▶ Exercise brief: The required result is each line of the entries below containing the string "named".

▶ Information given:

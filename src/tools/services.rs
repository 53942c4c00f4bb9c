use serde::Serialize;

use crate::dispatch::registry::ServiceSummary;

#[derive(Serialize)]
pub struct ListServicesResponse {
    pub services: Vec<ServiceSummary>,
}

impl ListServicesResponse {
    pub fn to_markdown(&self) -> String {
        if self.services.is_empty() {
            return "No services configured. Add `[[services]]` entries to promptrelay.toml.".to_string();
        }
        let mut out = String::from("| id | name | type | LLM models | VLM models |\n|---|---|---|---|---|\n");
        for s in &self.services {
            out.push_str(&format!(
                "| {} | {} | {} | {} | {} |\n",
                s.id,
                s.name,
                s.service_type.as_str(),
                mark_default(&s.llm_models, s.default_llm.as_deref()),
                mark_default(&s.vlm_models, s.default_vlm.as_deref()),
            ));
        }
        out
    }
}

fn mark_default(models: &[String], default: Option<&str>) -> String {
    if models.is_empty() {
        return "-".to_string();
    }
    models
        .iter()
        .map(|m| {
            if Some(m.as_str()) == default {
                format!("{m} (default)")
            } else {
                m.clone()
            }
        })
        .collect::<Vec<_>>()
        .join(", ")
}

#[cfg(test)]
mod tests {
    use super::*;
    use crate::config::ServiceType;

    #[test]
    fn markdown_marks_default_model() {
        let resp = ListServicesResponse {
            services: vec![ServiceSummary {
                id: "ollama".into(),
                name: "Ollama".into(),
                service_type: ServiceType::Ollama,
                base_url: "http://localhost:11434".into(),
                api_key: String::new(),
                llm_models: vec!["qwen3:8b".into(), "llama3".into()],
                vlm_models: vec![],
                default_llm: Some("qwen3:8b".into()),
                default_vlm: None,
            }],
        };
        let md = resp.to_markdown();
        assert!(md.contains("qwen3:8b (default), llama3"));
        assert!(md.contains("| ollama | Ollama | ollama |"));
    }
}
---
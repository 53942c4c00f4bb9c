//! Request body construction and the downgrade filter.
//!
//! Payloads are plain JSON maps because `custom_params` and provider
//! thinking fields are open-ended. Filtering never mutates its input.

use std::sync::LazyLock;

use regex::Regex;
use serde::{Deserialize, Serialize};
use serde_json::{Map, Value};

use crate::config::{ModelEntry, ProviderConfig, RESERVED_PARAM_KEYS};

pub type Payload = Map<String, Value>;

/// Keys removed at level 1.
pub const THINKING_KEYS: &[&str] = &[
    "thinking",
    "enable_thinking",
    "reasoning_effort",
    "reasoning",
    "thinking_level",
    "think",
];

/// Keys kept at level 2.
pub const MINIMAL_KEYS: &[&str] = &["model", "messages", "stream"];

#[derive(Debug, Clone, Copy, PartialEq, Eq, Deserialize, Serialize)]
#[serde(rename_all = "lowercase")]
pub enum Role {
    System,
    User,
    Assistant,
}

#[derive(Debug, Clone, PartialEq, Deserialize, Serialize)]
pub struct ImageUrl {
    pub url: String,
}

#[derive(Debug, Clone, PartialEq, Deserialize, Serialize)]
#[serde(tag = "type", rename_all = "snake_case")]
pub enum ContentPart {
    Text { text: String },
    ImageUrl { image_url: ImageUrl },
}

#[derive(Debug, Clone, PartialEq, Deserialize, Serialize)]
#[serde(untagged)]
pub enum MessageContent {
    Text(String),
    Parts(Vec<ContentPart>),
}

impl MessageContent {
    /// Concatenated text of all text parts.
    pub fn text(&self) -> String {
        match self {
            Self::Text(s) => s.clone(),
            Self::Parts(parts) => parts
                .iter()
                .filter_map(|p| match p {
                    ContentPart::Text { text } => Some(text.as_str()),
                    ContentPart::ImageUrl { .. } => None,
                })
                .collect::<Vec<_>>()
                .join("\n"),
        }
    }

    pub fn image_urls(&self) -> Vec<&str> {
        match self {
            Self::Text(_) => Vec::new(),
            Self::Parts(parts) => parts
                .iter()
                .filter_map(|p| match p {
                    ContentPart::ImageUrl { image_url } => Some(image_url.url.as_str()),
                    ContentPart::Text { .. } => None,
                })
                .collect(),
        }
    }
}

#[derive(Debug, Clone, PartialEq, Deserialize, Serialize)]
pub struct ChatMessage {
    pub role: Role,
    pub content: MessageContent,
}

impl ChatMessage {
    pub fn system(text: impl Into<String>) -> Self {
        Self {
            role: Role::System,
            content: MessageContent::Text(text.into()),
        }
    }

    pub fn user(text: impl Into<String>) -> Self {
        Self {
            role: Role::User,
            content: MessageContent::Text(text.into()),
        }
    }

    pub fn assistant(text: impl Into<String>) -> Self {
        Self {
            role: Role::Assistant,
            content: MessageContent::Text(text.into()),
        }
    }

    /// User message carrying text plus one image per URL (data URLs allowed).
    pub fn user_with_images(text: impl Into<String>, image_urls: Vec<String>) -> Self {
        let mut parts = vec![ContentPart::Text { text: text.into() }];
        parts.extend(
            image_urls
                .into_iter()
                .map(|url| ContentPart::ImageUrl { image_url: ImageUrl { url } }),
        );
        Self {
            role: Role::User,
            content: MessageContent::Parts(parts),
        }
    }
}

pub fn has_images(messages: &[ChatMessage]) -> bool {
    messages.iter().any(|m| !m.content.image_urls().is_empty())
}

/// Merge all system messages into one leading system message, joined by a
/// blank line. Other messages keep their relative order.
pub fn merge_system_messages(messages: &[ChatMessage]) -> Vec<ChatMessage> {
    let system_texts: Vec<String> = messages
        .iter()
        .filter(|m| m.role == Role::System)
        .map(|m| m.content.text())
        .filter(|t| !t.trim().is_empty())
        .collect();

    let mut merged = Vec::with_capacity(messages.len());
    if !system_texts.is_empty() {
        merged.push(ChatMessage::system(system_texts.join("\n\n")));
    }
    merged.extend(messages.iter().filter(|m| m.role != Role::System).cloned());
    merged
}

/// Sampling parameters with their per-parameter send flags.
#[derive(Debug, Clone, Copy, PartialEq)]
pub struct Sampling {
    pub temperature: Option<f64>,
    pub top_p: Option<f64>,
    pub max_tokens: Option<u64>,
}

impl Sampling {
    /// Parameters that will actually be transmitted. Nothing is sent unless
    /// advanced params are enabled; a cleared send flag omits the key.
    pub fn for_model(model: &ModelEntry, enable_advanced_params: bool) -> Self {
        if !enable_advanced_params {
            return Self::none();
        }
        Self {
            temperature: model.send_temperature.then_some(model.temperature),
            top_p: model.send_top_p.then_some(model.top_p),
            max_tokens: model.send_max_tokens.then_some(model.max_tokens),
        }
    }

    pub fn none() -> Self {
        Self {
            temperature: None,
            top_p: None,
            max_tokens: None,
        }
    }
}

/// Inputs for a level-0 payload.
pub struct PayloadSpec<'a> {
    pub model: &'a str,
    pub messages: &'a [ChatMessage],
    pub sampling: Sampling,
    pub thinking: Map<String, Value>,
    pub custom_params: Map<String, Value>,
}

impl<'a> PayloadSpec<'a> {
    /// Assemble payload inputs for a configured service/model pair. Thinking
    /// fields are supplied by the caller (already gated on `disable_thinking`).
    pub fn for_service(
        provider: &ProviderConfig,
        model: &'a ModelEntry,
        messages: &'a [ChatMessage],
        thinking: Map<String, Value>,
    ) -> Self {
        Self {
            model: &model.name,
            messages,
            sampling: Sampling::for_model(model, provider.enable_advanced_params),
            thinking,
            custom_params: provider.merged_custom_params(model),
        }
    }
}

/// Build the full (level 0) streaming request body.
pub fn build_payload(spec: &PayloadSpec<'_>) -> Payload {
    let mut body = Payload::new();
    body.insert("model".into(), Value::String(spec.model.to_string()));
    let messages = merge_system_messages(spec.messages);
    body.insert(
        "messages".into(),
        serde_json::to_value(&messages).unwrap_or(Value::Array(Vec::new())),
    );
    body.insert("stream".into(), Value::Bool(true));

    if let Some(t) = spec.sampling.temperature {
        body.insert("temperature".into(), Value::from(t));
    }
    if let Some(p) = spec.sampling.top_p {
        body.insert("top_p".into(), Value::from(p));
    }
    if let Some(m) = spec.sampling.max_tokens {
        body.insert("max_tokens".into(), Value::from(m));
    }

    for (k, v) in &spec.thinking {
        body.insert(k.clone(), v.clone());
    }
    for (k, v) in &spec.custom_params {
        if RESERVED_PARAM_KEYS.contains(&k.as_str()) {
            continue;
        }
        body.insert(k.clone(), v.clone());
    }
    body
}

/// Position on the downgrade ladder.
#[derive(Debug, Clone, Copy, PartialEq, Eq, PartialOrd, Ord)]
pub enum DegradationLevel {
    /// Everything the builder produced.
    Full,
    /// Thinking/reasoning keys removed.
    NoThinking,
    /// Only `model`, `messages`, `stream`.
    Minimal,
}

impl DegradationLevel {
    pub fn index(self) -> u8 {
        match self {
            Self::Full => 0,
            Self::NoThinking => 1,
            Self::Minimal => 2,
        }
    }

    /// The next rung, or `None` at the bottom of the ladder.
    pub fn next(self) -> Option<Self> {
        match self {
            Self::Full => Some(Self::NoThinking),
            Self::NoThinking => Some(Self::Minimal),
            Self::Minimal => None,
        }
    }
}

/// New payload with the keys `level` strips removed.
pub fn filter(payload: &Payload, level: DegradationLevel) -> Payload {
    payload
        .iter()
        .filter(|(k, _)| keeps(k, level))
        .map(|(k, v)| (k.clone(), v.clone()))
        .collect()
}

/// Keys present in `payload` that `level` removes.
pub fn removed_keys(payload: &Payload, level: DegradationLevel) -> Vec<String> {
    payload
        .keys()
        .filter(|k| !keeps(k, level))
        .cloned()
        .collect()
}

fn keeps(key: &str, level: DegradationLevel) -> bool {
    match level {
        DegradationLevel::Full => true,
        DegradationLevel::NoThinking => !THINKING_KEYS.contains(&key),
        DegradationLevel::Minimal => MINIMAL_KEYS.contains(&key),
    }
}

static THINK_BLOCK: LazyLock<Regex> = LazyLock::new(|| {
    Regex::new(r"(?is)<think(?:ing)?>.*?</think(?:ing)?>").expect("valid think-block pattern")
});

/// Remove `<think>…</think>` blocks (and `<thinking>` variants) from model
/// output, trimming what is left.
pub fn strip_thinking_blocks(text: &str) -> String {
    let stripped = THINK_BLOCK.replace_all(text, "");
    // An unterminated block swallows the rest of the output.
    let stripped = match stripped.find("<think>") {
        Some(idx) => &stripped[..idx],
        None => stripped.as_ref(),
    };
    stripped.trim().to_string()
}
...
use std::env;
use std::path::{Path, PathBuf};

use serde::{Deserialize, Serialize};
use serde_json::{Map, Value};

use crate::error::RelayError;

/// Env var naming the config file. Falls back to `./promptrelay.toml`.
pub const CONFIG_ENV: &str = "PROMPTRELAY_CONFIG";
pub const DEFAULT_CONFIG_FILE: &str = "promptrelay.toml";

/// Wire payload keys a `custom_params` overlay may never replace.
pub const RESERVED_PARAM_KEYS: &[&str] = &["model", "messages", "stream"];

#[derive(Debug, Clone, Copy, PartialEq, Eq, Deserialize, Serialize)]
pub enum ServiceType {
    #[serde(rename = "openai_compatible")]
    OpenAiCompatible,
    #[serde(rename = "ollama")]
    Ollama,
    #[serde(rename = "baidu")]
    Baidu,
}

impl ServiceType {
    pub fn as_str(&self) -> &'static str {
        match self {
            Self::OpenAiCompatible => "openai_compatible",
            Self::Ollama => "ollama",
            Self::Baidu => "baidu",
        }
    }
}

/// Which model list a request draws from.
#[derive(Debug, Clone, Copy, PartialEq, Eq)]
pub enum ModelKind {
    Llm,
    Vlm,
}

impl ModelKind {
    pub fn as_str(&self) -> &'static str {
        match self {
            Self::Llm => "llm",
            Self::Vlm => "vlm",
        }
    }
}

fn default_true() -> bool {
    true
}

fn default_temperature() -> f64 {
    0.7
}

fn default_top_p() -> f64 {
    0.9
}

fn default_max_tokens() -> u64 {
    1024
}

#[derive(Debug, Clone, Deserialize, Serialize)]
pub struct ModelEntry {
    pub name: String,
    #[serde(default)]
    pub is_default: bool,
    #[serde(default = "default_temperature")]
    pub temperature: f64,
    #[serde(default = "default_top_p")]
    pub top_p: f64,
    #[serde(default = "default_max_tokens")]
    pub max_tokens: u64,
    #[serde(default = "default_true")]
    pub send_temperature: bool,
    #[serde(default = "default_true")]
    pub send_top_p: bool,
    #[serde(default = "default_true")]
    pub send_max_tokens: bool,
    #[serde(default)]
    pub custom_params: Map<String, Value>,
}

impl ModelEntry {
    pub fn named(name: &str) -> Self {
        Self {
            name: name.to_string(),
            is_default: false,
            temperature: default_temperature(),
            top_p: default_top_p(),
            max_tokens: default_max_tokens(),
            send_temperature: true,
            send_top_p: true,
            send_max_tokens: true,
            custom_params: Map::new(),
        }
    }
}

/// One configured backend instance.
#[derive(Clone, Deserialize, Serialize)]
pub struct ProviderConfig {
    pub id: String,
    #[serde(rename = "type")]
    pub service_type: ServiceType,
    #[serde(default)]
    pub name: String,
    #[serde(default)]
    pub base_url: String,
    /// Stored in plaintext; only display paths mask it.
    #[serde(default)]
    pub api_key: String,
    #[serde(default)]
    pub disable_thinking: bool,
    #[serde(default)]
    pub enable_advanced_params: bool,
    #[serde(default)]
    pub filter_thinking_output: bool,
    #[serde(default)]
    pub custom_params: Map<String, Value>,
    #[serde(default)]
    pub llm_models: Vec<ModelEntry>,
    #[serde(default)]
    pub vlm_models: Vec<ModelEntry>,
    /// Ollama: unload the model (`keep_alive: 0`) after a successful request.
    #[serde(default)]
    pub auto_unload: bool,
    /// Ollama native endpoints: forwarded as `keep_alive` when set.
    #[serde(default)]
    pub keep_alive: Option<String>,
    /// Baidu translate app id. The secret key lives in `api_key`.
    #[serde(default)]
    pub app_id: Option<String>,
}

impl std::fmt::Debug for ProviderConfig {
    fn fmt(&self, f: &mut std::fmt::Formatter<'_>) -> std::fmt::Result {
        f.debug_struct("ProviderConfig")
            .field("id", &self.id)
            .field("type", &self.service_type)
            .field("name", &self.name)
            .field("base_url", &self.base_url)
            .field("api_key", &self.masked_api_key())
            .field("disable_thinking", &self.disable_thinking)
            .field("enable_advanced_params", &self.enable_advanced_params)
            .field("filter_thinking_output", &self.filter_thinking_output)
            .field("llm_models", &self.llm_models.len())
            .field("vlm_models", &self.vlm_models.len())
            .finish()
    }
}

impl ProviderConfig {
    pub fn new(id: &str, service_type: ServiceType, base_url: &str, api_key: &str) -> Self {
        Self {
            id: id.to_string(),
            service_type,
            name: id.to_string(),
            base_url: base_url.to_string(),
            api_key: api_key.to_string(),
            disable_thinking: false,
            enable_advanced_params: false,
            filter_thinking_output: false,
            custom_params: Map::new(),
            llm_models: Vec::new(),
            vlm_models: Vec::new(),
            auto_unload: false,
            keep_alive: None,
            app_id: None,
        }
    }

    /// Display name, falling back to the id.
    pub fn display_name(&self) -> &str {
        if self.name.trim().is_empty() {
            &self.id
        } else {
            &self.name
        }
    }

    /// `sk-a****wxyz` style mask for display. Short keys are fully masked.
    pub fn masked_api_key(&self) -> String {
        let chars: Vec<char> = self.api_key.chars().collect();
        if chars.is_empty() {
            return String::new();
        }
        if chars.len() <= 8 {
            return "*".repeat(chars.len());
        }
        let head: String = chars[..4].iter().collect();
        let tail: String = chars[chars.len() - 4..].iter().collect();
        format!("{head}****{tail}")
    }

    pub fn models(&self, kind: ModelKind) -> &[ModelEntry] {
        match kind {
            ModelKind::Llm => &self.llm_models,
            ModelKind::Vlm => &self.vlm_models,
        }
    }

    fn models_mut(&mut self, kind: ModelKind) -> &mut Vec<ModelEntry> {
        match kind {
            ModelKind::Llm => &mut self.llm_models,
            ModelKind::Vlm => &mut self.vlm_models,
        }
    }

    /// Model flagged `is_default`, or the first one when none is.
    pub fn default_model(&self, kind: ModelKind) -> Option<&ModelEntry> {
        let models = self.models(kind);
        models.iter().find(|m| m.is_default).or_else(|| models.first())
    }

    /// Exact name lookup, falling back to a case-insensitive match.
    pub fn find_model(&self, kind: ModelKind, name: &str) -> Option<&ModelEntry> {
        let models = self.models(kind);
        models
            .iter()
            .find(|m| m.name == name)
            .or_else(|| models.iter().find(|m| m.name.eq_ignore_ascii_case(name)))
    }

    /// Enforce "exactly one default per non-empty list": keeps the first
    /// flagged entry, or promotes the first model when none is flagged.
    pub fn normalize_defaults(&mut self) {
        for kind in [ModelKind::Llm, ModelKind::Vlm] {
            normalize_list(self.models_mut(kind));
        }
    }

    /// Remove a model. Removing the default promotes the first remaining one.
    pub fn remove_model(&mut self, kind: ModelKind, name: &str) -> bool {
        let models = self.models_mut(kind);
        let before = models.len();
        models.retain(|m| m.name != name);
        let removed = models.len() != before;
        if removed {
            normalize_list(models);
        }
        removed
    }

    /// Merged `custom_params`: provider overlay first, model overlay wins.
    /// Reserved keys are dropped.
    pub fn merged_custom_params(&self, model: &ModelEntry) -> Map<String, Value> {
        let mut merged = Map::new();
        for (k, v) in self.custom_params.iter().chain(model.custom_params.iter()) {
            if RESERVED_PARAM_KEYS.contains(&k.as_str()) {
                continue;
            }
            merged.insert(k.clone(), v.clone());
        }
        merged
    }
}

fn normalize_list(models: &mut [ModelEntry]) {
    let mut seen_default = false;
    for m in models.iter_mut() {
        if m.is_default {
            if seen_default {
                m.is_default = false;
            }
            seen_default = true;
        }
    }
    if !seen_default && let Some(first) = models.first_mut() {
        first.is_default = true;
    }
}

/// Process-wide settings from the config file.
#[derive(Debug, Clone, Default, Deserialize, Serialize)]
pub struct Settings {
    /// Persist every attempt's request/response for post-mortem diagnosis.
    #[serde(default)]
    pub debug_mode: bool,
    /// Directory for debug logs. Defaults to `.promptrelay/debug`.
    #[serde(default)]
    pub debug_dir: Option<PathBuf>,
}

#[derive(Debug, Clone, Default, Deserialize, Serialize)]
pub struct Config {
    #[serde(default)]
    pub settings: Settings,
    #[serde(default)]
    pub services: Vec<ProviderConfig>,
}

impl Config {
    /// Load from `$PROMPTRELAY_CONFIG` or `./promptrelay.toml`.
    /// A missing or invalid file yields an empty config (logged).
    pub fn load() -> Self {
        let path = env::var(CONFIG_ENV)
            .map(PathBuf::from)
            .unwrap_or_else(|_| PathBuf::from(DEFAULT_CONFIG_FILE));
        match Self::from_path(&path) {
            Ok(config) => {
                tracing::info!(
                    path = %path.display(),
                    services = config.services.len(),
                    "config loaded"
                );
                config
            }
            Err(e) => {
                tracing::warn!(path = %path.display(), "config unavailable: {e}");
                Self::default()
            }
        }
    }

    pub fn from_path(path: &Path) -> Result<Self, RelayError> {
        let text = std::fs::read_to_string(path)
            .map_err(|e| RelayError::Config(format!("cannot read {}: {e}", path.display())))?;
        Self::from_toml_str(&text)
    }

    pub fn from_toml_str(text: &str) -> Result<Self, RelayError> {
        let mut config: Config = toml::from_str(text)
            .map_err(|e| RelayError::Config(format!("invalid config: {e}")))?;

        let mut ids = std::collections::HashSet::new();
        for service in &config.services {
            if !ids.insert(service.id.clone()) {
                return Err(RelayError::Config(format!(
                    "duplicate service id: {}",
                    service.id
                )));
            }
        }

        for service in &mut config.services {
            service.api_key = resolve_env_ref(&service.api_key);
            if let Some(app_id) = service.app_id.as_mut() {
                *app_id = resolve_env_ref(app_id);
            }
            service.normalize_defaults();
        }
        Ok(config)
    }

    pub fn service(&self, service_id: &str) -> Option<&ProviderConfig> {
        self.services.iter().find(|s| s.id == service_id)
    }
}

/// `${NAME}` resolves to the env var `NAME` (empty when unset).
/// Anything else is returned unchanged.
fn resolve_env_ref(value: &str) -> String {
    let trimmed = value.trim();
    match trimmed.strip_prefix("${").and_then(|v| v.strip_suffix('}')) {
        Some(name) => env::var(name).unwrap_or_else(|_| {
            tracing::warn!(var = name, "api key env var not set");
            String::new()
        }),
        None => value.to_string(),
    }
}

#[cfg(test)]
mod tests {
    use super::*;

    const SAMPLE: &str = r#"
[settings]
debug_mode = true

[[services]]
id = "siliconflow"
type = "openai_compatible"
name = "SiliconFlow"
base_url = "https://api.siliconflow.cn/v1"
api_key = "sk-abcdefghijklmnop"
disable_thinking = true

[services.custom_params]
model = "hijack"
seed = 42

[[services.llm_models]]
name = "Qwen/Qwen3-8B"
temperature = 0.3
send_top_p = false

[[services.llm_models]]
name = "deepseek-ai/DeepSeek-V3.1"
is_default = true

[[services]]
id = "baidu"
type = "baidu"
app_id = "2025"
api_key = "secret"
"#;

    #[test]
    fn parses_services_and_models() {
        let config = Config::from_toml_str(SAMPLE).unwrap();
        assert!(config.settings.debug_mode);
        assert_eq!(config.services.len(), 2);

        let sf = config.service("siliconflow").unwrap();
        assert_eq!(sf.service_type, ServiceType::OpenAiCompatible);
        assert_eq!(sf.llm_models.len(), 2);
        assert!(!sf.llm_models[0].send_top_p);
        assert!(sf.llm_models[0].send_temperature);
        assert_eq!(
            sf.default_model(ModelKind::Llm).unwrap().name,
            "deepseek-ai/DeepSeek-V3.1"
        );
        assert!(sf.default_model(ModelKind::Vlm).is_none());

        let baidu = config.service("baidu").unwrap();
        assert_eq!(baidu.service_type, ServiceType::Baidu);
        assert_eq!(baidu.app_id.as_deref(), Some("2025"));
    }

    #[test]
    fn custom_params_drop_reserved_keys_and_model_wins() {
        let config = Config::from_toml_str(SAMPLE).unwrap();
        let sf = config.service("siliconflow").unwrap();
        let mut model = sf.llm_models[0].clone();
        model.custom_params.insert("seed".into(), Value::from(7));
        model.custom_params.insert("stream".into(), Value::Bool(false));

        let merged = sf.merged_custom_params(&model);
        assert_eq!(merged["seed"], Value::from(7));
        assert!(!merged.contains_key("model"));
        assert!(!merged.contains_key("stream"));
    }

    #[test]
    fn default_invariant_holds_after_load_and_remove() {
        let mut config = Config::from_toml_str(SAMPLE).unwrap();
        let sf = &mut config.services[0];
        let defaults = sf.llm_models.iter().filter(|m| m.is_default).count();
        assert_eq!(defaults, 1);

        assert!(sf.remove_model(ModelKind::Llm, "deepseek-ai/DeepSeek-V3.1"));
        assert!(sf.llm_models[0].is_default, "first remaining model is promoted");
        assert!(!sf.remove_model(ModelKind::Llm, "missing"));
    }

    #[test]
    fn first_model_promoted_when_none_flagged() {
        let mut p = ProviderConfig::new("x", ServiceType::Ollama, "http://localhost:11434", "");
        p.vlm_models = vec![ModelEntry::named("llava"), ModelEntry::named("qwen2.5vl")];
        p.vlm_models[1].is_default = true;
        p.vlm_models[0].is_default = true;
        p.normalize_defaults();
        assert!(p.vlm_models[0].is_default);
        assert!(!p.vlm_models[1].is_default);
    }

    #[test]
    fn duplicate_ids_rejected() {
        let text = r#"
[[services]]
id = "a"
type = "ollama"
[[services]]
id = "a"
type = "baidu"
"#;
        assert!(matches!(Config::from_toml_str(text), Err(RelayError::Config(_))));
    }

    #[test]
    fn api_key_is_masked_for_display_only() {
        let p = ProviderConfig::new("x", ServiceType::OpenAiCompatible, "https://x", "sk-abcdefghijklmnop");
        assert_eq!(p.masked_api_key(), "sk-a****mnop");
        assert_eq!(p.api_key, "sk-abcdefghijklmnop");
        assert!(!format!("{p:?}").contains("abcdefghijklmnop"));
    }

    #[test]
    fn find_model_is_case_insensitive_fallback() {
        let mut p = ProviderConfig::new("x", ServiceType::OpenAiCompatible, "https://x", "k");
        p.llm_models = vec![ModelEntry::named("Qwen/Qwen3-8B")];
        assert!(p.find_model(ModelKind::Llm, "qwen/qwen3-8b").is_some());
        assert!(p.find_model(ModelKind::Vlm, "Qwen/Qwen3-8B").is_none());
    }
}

▶ Exercise solution:
    pub fn named(name: &str) -> Self {
        p.vlm_models = vec![ModelEntry::named("llava"), ModelEntry::named("qwen2.5vl")];
        p.llm_models = vec![ModelEntry::named("Qwen/Qwen3-8B")];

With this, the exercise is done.